Milton Terrence Kelly

UNTIL MY FATHER died just after my eighth birthday, and for a few years after that, we lived in an area of Toronto known as the Junction.

        I was born on November 30, 1947, and trains were a factor in my childhood, even if I could not see, nor do I remember hearing them, from the one-bedroom apartment over a cigar store that I shared with my mother and father: 3103 Dundas Street West.

        One of the memories I have of my father is his taking me to the Lambton roundhouse and putting me up in the cab of a steam locomotive. In a hallucinatory way I even remember being in one moving: fire, and the light of a very bright day, the men shifting about, a platform swaying. To this day trains reassure me in a profound way: I explain it now by describing trains as great benign beasts, monsters who will not hurt you: all this associated with a father. My father was Irish, and this early part reflects James Joyce's phrase, "carry me along toddy, like you done through the toy fair".

This is the beginning of a memoir published in my book Downriver. The book consists of poems, new and collected, this memoir of the Junction and Parkdale in Toronto, concluding with a story which is about the kind of people and the kind of place I grew up in. 

The first part of the memoir ends with me settling down at Parkdale Collegiate, after having attended the Catholic School De La Salle, which I knew I had to get out of. De La Salle was run by the strap-wielding Christian brothers responsible for, among other things, the sexual abuses at Mt. Cashel orphanage in Newfoundland. All That Wild Wounding is the story that ends Downriver, and it tries to recreate all of the feelings of what went on at that fraught and wonderful school.

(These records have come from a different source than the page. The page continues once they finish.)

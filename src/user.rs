//! User accounts, taste preferences, and buddy matches.

use serde::{Deserialize, Serialize};

use crate::types::{MatchId, UserId};

/// Demo account record. Passwords are stored as entered.
#[derive(Debug, Clone, PartialEq, Eq, Serialize, Deserialize)]
pub struct User {
    /// Stable user id.
    pub id: UserId,
    /// Display handle.
    pub username: String,
    /// Login email.
    pub email: String,
    /// Plaintext password.
    pub password: String,
}

/// Preferred heat level.
#[derive(Debug, Clone, Copy, PartialEq, Eq, Serialize, Deserialize)]
#[serde(rename_all = "lowercase")]
pub enum SpiceLevel {
    /// Mild.
    Mild,
    /// Medium.
    Medium,
    /// Spicy.
    Spicy,
}

/// Preferred price bracket.
#[derive(Debug, Clone, Copy, PartialEq, Eq, Serialize, Deserialize)]
#[serde(rename_all = "lowercase")]
pub enum PriceRange {
    /// Budget.
    Budget,
    /// Moderate.
    Moderate,
    /// Premium.
    Premium,
}

/// Taste profile shown next to a match.
#[derive(Debug, Clone, PartialEq, Eq, Serialize, Deserialize)]
#[serde(rename_all = "camelCase")]
pub struct FoodPreference {
    /// Favourite cuisines.
    pub cuisine: Vec<String>,
    /// Dietary restrictions such as "Vegan".
    pub dietary_restrictions: Vec<String>,
    /// Heat tolerance.
    pub spice_level: SpiceLevel,
    /// Price bracket.
    pub price_range: PriceRange,
    /// Favourite menu categories.
    pub favorite_categories: Vec<String>,
    /// Favourite restaurant names.
    pub favorite_restaurants: Vec<String>,
}

/// Lifecycle of a buddy match.
#[derive(Debug, Clone, Copy, PartialEq, Eq, Serialize, Deserialize)]
#[serde(rename_all = "lowercase")]
pub enum MatchStatus {
    /// Awaiting a decision.
    Pending,
    /// Accepted; chat is unlocked.
    Accepted,
    /// Rejected.
    Rejected,
}

/// Pairing between two users with shared tastes.
#[derive(Debug, Clone, PartialEq, Eq, Serialize, Deserialize)]
#[serde(rename_all = "camelCase")]
pub struct UserMatch {
    /// Match id.
    pub id: MatchId,
    /// One side of the match.
    pub user_id: UserId,
    /// Other side of the match.
    pub matched_user_id: UserId,
    /// Percentage score, 0 to 100.
    pub match_score: u8,
    /// Interests both users share.
    pub common_interests: Vec<String>,
    /// Current status.
    pub status: MatchStatus,
    /// RFC 3339 creation timestamp.
    pub created_at: String,
}

impl UserMatch {
    /// Returns true when `user_id` is on either side of the match.
    pub fn involves(&self, user_id: &str) -> bool {
        self.user_id == user_id || self.matched_user_id == user_id
    }

    /// Returns the id of the side that is not `user_id`.
    pub fn other_side(&self, user_id: &str) -> &str {
        if self.user_id == user_id {
            &self.matched_user_id
        } else {
            &self.user_id
        }
    }
}
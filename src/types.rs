//! Shared primitive IDs, storage keys, and swipe decision enums.

use serde::{Deserialize, Serialize};

/// Catalog item identifier.
pub type ItemId = String;
/// User identifier.
pub type UserId = String;
/// Match identifier.
pub type MatchId = String;

/// Key names used in the persistent key-value store.
pub mod keys {
    /// Ordered JSON array of saved food items.
    pub const SAVED_ITEMS: &str = "saved-items";
    /// JSON record of the logged-in user.
    pub const CURRENT_USER: &str = "current-user";
    /// JSON string naming the selected city.
    pub const SELECTED_CITY: &str = "selected-city";
    /// JSON array of users registered on this device.
    pub const ALL_USERS: &str = "all-users";
}

/// Outcome of a swipe on the current item.
#[derive(Debug, Clone, Copy, PartialEq, Eq, Hash, Serialize, Deserialize)]
pub enum Decision {
    /// Keep the item in the Eat-List.
    Save,
    /// Pass on the item.
    Skip,
}

/// Observable state of the recommendation queue.
#[derive(Debug, Clone, Copy, PartialEq, Eq, Hash, Serialize, Deserialize)]
pub enum QueueStatus {
    /// A catalog fetch is in flight.
    Loading,
    /// An item is ready for a decision.
    HasItem,
    /// Nothing left to decide.
    Empty,
    /// The last fetch failed; prior state is retained.
    Error,
}
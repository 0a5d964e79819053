use lexaid_core::actions::SessionAction;
use lexaid_core::state::ChatMessage;
use lexaid_core::store::SessionStore;

use super::api::BackendClient;
use super::error::ClientError;
use super::error::Result;

/// Appended as the assistant's turn when the chat round-trip fails. Chat
/// failures degrade into the transcript instead of becoming session errors,
/// so a flaky question never tears down a successful analysis.
pub const CHAT_FAILURE_REPLY: &str = "Sorry, I encountered an error. Please try again.";

/// Role sent to the chat backend when none was chosen this session.
const FALLBACK_CHAT_ROLE: &str = "user";

/// Run one chat round-trip: append the user's question, ask the backend
/// with the analyzed document text as context, append the reply. Returns
/// the text that ended up in the transcript.
pub async fn run_chat(
    store: &mut SessionStore,
    client: &BackendClient,
    question: &str,
) -> Result<String> {
    let question = question.trim();
    if question.is_empty() {
        return Err(ClientError::Validation(
            "Question must not be empty.".to_string(),
        ));
    }
    let Some(context) = store
        .state()
        .analysis_result
        .as_ref()
        .map(|result| result.scraped_text.clone())
    else {
        return Err(ClientError::Validation(
            "No analyzed document in this session. Upload one first.".to_string(),
        ));
    };
    let role = store
        .state()
        .user_role
        .map(|role| role.label().to_string())
        .unwrap_or_else(|| FALLBACK_CHAT_ROLE.to_string());

    store.dispatch(SessionAction::AddChatMessage(ChatMessage::user(question)));

    let reply = match client.chat(question, &context, &role).await {
        Ok(reply) => reply,
        Err(err) => {
            tracing::warn!(error = %err, "chat round-trip failed");
            CHAT_FAILURE_REPLY.to_string()
        }
    };
    store.dispatch(SessionAction::AddChatMessage(ChatMessage::model(&reply)));
    Ok(reply)
}

#[cfg(test)]
mod tests {
    use super::run_chat;
    use super::CHAT_FAILURE_REPLY;
    use crate::api::BackendClient;
    use crate::error::ClientError;
    use lexaid_core::actions::SessionAction;
    use lexaid_core::state::AnalysisResult;
    use lexaid_core::state::ChatRole;
    use lexaid_core::store::SessionStore;
    use pretty_assertions::assert_eq;

    fn ready_store() -> SessionStore {
        let mut store = SessionStore::in_memory();
        store.dispatch(SessionAction::AnalysisSuccess(AnalysisResult {
            scraped_text: "This agreement is made...".to_string(),
            ..AnalysisResult::default()
        }));
        store
    }

    #[tokio::test]
    async fn empty_question_is_rejected_without_dispatch() {
        let mut store = ready_store();
        let len_before = store.state().chat_history.len();

        let err = run_chat(&mut store, &BackendClient::default(), "   ")
            .await
            .expect_err("empty question");

        assert!(matches!(err, ClientError::Validation(_)));
        assert_eq!(store.state().chat_history.len(), len_before);
    }

    #[tokio::test]
    async fn chat_requires_an_analyzed_document() {
        let mut store = SessionStore::in_memory();

        let err = run_chat(&mut store, &BackendClient::default(), "What now?")
            .await
            .expect_err("no analysis");

        assert!(matches!(err, ClientError::Validation(_)));
        assert_eq!(store.state().chat_history.len(), 0);
    }

    #[tokio::test]
    async fn unreachable_backend_degrades_into_the_transcript() {
        // Port 9 is the discard service; nothing is listening there.
        let client = BackendClient::new("http://127.0.0.1:9");
        let mut store = ready_store();

        let reply = run_chat(&mut store, &client, "What are my rights?")
            .await
            .expect("chat degrades, not fails");

        assert_eq!(reply, CHAT_FAILURE_REPLY);
        let history = &store.state().chat_history;
        assert_eq!(history.len(), 3);
        assert_eq!(history[1].role, ChatRole::User);
        assert_eq!(history[1].text, "What are my rights?");
        assert_eq!(history[2].role, ChatRole::Model);
        assert_eq!(history[2].text, CHAT_FAILURE_REPLY);
        assert!(store.state().error.is_none());
    }
}
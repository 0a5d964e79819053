use super::*;
use pretty_assertions::assert_eq;

#[test]
fn role_then_start_enters_uploading() {
    let mut state = state();

    reduce(&mut state, SessionAction::SetUserRole(UserRole::Plaintiff));
    assert_eq!(state.phase(), SessionPhase::RoleSelected);

    reduce(&mut state, SessionAction::StartProcessing);
    assert_eq!(state.user_role, Some(UserRole::Plaintiff));
    assert!(state.is_loading);
    assert_eq!(state.error, None);
    assert_eq!(state.phase(), SessionPhase::Uploading);
}

#[test]
fn start_processing_clears_previous_error() {
    let mut state = state();
    reduce(&mut state, SessionAction::SetError("network down".to_string()));
    assert_eq!(state.phase(), SessionPhase::Failed);

    reduce(&mut state, SessionAction::StartProcessing);
    assert_eq!(state.error, None);
    assert!(state.is_loading);
}

#[test]
fn success_lands_in_ready_with_seeded_transcript() {
    let mut state = state();
    reduce(&mut state, SessionAction::SetUserRole(UserRole::Plaintiff));
    reduce(&mut state, SessionAction::StartProcessing);
    reduce(
        &mut state,
        SessionAction::AnalysisSuccess(analysis("scraped")),
    );

    assert!(!state.is_loading);
    assert_eq!(state.phase(), SessionPhase::Ready);
    assert_eq!(state.chat_history.len(), 1);
    assert_eq!(state.chat_history[0].role, ChatRole::Model);
    assert_eq!(state.chat_history[0].text, ANALYSIS_WELCOME);
}

#[test]
fn chat_messages_append_in_order() {
    let mut state = ready_state();

    reduce(
        &mut state,
        SessionAction::AddChatMessage(ChatMessage::user("Hi")),
    );
    reduce(
        &mut state,
        SessionAction::AddChatMessage(ChatMessage::user("Hi")),
    );

    assert_eq!(state.chat_history.len(), 3);
    assert_eq!(state.chat_history[0].role, ChatRole::Model);
    assert_eq!(state.chat_history[1], ChatMessage::user("Hi"));
    assert_eq!(state.chat_history[2], ChatMessage::user("Hi"));
}

#[test]
fn error_after_success_keeps_the_session() {
    let mut state = ready_state();
    let result_before = state.analysis_result.clone();

    reduce(&mut state, SessionAction::SetError("network down".to_string()));

    assert_eq!(state.error.as_deref(), Some("network down"));
    assert!(!state.is_loading);
    assert_eq!(state.analysis_result, result_before);
    // A present result wins over a present error in the derived phase.
    assert_eq!(state.phase(), SessionPhase::Ready);
}

#[test]
fn clear_state_matches_initial_defaults() {
    let mut state = ready_state();
    reduce(
        &mut state,
        SessionAction::AddChatMessage(ChatMessage::user("Hi")),
    );
    reduce(&mut state, SessionAction::ClearState);

    assert_eq!(state, SessionState::default());
    assert_eq!(state.phase(), SessionPhase::Idle);
}

#[test]
fn load_state_replaces_everything() {
    let mut state = state();
    reduce(&mut state, SessionAction::SetUserRole(UserRole::Defendant));

    let snapshot = ready_state();
    reduce(&mut state, SessionAction::LoadState(snapshot.clone()));
    assert_eq!(state, snapshot);
}
use super::actions::SessionAction;
use super::persistence::SessionSnapshotStore;
use super::reducer::reduce;
use super::state::SessionState;

type Subscriber = Box<dyn Fn(&SessionState)>;

/// The single state container of the running client. Owns the session
/// state outright; everything else reads it through `state()` and mutates
/// it through `dispatch()`. Constructed explicitly at the process root and
/// handed around by reference, never reached through a global.
pub struct SessionStore {
    state: SessionState,
    snapshots: Option<SessionSnapshotStore>,
    subscribers: Vec<Subscriber>,
}

impl SessionStore {
    /// Store without durable persistence. Used by tests and callers that
    /// only need the in-memory state machine.
    pub fn in_memory() -> Self {
        Self {
            state: SessionState::default(),
            snapshots: None,
            subscribers: Vec::new(),
        }
    }

    /// Store mirrored to durable storage. Restores the saved snapshot when
    /// one is present and well-formed, else starts from defaults.
    pub fn open(snapshots: SessionSnapshotStore) -> Self {
        let mut store = Self {
            state: SessionState::default(),
            snapshots: Some(snapshots),
            subscribers: Vec::new(),
        };
        let restored = store
            .snapshots
            .as_ref()
            .and_then(SessionSnapshotStore::load);
        if let Some(snapshot) = restored {
            reduce(&mut store.state, SessionAction::LoadState(snapshot));
        }
        store
    }

    pub fn state(&self) -> &SessionState {
        &self.state
    }

    /// Apply the reducer, mirror the new state to durable storage, then
    /// notify subscribers in registration order. Synchronous: by the time
    /// this returns the transition is complete. Persistence is best-effort;
    /// a failed save never fails the in-memory transition.
    pub fn dispatch(&mut self, action: SessionAction) {
        reduce(&mut self.state, action);
        if let Some(snapshots) = &self.snapshots {
            if let Err(err) = snapshots.save(&self.state) {
                tracing::warn!(error = %err, "could not persist session snapshot");
            }
        }
        for subscriber in &self.subscribers {
            subscriber(&self.state);
        }
    }

    pub fn subscribe(&mut self, subscriber: impl Fn(&SessionState) + 'static) {
        self.subscribers.push(Box::new(subscriber));
    }
}
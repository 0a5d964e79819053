pub mod actions;
pub mod config;
pub mod persistence;
pub mod reducer;
pub mod state;
pub mod store;

pub use actions::*;
pub use config::*;
pub use persistence::*;
pub use reducer::*;
pub use state::*;
pub use store::*;
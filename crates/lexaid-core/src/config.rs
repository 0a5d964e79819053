use std::path::PathBuf;

use serde::Deserialize;
use serde::Serialize;

#[derive(Debug, Serialize, Deserialize, Clone)]
#[serde(default)]
pub struct Config {
    pub backend: BackendConfig,
    pub storage: StorageConfig,
}

impl Default for Config {
    fn default() -> Self {
        Self {
            backend: BackendConfig::default(),
            storage: StorageConfig::default(),
        }
    }
}

#[derive(Debug, Serialize, Deserialize, Clone)]
#[serde(default)]
pub struct BackendConfig {
    pub base_url: Option<String>,
}

impl Default for BackendConfig {
    fn default() -> Self {
        Self { base_url: None }
    }
}

#[derive(Debug, Serialize, Deserialize, Clone)]
#[serde(default)]
pub struct StorageConfig {
    pub dir: Option<PathBuf>,
}

impl Default for StorageConfig {
    fn default() -> Self {
        Self { dir: None }
    }
}
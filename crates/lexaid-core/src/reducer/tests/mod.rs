pub(super) use super::reduce;
pub(super) use super::ANALYSIS_WELCOME;
pub(super) use crate::actions::SessionAction;
pub(super) use crate::state::AnalysisResult;
pub(super) use crate::state::ChatMessage;
pub(super) use crate::state::ChatRole;
pub(super) use crate::state::SessionPhase;
pub(super) use crate::state::SessionState;
pub(super) use crate::state::UserRole;

mod lifecycle;

fn state() -> SessionState {
    SessionState::default()
}

fn analysis(text: &str) -> AnalysisResult {
    AnalysisResult {
        scraped_text: text.to_string(),
        ..AnalysisResult::default()
    }
}

/// State after a role was chosen, an upload ran, and the analysis came back.
fn ready_state() -> SessionState {
    let mut state = state();
    reduce(&mut state, SessionAction::SetUserRole(UserRole::Plaintiff));
    reduce(&mut state, SessionAction::StartProcessing);
    reduce(
        &mut state,
        SessionAction::AnalysisSuccess(analysis("This agreement is made...")),
    );
    state
}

The autobiography continues: Parkdale gave me the chance to participate in track and field, and running gave me those two great aids; structure and order, something to do, not “just go and sit in the restaurant after school and eat chips and gravy and a coke.” Running is something I like to do to this day. I was athlete of the year at Parkdale in 1967.

        My imagining Canada may have lapsed at Parkdale, although in my earlier years where I did play “wolf lope,” chasing down other kids on the Gardiner Expressway construction site as it was being built. The old, helpful pattern returned, and I knew it was time to leave the neighbourhood after seven years of high school. I did not want to live at home, “go to U of T then come home and hang out at the restaurant,” but perhaps I didn’t want to leave completely, so went to live in residence in Toronto, at Glendon College Campus of York University, “a small, liberal arts college,” with an emphasis on Canada and current affairs. I was very conscious that a smaller school would be best for me. And after my first year of university I got my first real job, with the help of a parkdale history teacher: working up north for the Canex Aerial Exploration. Again, I have written about this. My work, of course, is imagined, but of course, writers use their lives. And, again, it is complicated, but that first trip to the north is more than touched on in my book The Ruined Season

        I can remember vividly, before going away on that first trip, lying on the floor of Scobie’s apartment in the dark listening to songs of the north, songs such as “Mush on You Malamutes” and “The Spell of the Yukon.” Sentimental, gravelly voiced country and western music in the dusky apartment evoking a spruce skyline against twilight. I was happy.

Top: M.T. Kelly and his father.  Middle: Milton Thomas Kelly - in a suit; Below: A happy day; winning first place at a track meet.